Thank you Willem and Veloce Today for an informative and interesting article documenting not only Maserati history but sport car racing history as well.
toly arutunoff says
didn’t hall run Harrison’s Maserati at the first stuttgart, ark., races in ’59? and I kinda remember a Maserati there in primer or painted a dark color, with a cartoon of Charlie Brown on a rear corner, asking ‘what’s the name of this game?’ j frank offered me the long-windshield 5.7 for my lotus 7a and $6k. he said I was the only person he knew who might not kill himself in it; I’ve always wondered if that was a compliment or not.
pete says
Oosthoek writes:
Toly,
Your memory is excellent! At Stuttgart, Arkansas in April 1959, Jim Hall decided to try out the Buell-owned 570S, still painted dark blue.
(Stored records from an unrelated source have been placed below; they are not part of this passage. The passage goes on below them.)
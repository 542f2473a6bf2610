//! Survey repository tests against PostgreSQL.
//!
//! Each test gets a fresh database from `#[sqlx::test]` with the crate's
//! migrations applied. Set `DATABASE_URL` and run with `--ignored`.

use sqlx::PgPool;
use tempo_core::filter::FilterState;
use tempo_core::survey::{PageContent, PageInput, PageType, RatingType, SurveyInput};
use tempo_db::repositories::SurveyRepo;
use tempo_db::store::{PgSurveyStore, SurveyStore};

fn csat() -> SurveyInput {
    SurveyInput {
        title: "CSAT".to_string(),
        description: "d".to_string(),
        pages: vec![
            PageInput {
                title: "Pick one".to_string(),
                description: String::new(),
                content: PageContent::Mcq {
                    options: vec!["A".into(), "B".into(), "C".into()],
                    allow_multiple: false,
                },
            },
            PageInput {
                title: "Rate us".to_string(),
                description: String::new(),
                content: PageContent::Rating {
                    rating_type: Some(RatingType::Emoji),
                    low_label: Some("Poor".into()),
                    high_label: None,
                    rating_scale: Some(5),
                },
            },
        ],
    }
}

async fn count(pool: &PgPool, sql: &str) -> i64 {
    sqlx::query_scalar(sql).fetch_one(pool).await.unwrap()
}

#[sqlx::test(migrations = "./migrations")]
#[ignore = "requires DATABASE_URL"]
async fn test_pg_create_and_fetch(pool: PgPool) {
    let store = PgSurveyStore::new(pool);

    let created = SurveyRepo::save(&store, &csat(), None, "u1").await.unwrap();

    assert_eq!(created.pages.len(), 2);
    assert_eq!(created.pages[0].content.options(), ["A", "B", "C"]);
    assert_eq!(created.pages[1].content, csat().pages[1].content);
    assert!(store.ping().await.is_ok());
}

#[sqlx::test(migrations = "./migrations")]
#[ignore = "requires DATABASE_URL"]
async fn test_pg_update_replaces_children(pool: PgPool) {
    let store = PgSurveyStore::new(pool.clone());
    let created = SurveyRepo::create(&store, &csat(), "u1").await.unwrap();

    let replacement = SurveyInput {
        title: "Short".to_string(),
        description: String::new(),
        pages: vec![PageInput {
            title: "Why?".to_string(),
            description: String::new(),
            content: PageContent::Text { placeholder: None },
        }],
    };
    let updated = SurveyRepo::update(&store, created.id, &replacement)
        .await
        .unwrap();

    assert_eq!(updated.pages.len(), 1);
    assert_eq!(count(&pool, "SELECT COUNT(*) FROM survey_options").await, 0);
    assert_eq!(count(&pool, "SELECT COUNT(*) FROM survey_pages").await, 1);
}

#[sqlx::test(migrations = "./migrations")]
#[ignore = "requires DATABASE_URL"]
async fn test_pg_delete_and_list(pool: PgPool) {
    let store = PgSurveyStore::new(pool.clone());
    let first = SurveyRepo::create(&store, &csat(), "u1").await.unwrap();
    let second = SurveyRepo::create(&store, &csat(), "u1").await.unwrap();

    let listed = SurveyRepo::list_for_user(&store, "u1", &FilterState::by_type(PageType::Mcq))
        .await
        .unwrap();
    assert_eq!(
        listed.iter().map(|s| s.id).collect::<Vec<_>>(),
        vec![second.id, first.id]
    );

    SurveyRepo::delete(&store, first.id).await.unwrap();
    assert!(SurveyRepo::find_by_id(&store, first.id)
        .await
        .unwrap_err()
        .is_not_found());
    assert_eq!(count(&pool, "SELECT COUNT(*) FROM surveys").await, 1);
}
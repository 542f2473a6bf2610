//! Handlers for the built-in survey templates.

use axum::extract::Path;
use axum::response::IntoResponse;
use axum::Json;

use tempo_core::template::{find_template, templates};

use crate::error::{AppError, AppResult};
use crate::middleware::auth::AuthUser;
use crate::response::DataResponse;

/// GET /templates
pub async fn list_templates(_auth: AuthUser) -> AppResult<impl IntoResponse> {
    Ok(Json(DataResponse { data: templates() }))
}

/// GET /templates/{key}/draft
///
/// A fresh editable draft built from the template.
pub async fn get_template_draft(
    _auth: AuthUser,
    Path(key): Path<String>,
) -> AppResult<impl IntoResponse> {
    let template = find_template(&key)
        .ok_or_else(|| AppError::NotFound(format!("Template '{key}' not found")))?;
    Ok(Json(DataResponse {
        data: template.instantiate(),
    }))
}
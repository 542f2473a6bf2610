pub mod health;
pub mod survey;
pub mod template;

use axum::Router;

use crate::state::AppState;

/// Build the `/api/v1` route tree.
///
/// Route hierarchy:
///
/// ```text
/// /surveys                       list (?type=), create
/// /surveys/{id}                  get, update, delete (owner only)
/// /surveys/{id}/draft            editable form (owner only)
///
/// /drafts                        save a draft (create or update)
///
/// /templates                     list built-in templates
/// /templates/{key}/draft         instantiate a template
/// ```
///
/// Every route requires a Bearer token.
pub fn api_routes() -> Router<AppState> {
    Router::new()
        .nest("/surveys", survey::router())
        .nest("/drafts", survey::drafts_router())
        .nest("/templates", template::router())
}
After Carroll Shelby raced it last at Pomona in March, the car had been dropped off at CSSCI in Dallas.
Interested in buying chassis 4508, Hall wanted to try out its capabilities first. But when the car was eased off the trailer, its rear end blew and Hall was forced to race his Chevy-engined Ferrari Monza instead.
Hall bought the 570S anyway, rebuilt it from the ground up and had it painted white.
Frank Lance says
This is a good story about a really nice guy and about my all time favorite race car,4508, and I worked on a lot of different race cars.
To Cortes Pauls, that Galveston race was fun. We knew there was no competition for Jim and 4508 so before the race Bob Stonedale, asked Jim to make it look like a real race so with 2 laps to go I gave Jim the signal and he stood on it and pulled about 20 car lengths on Mason O Kieff down the back straight. Poor Mason!
Toly is right about Stuttgart, but it was the clutch that broke, not the rear end, as I tried to back it off the trailer.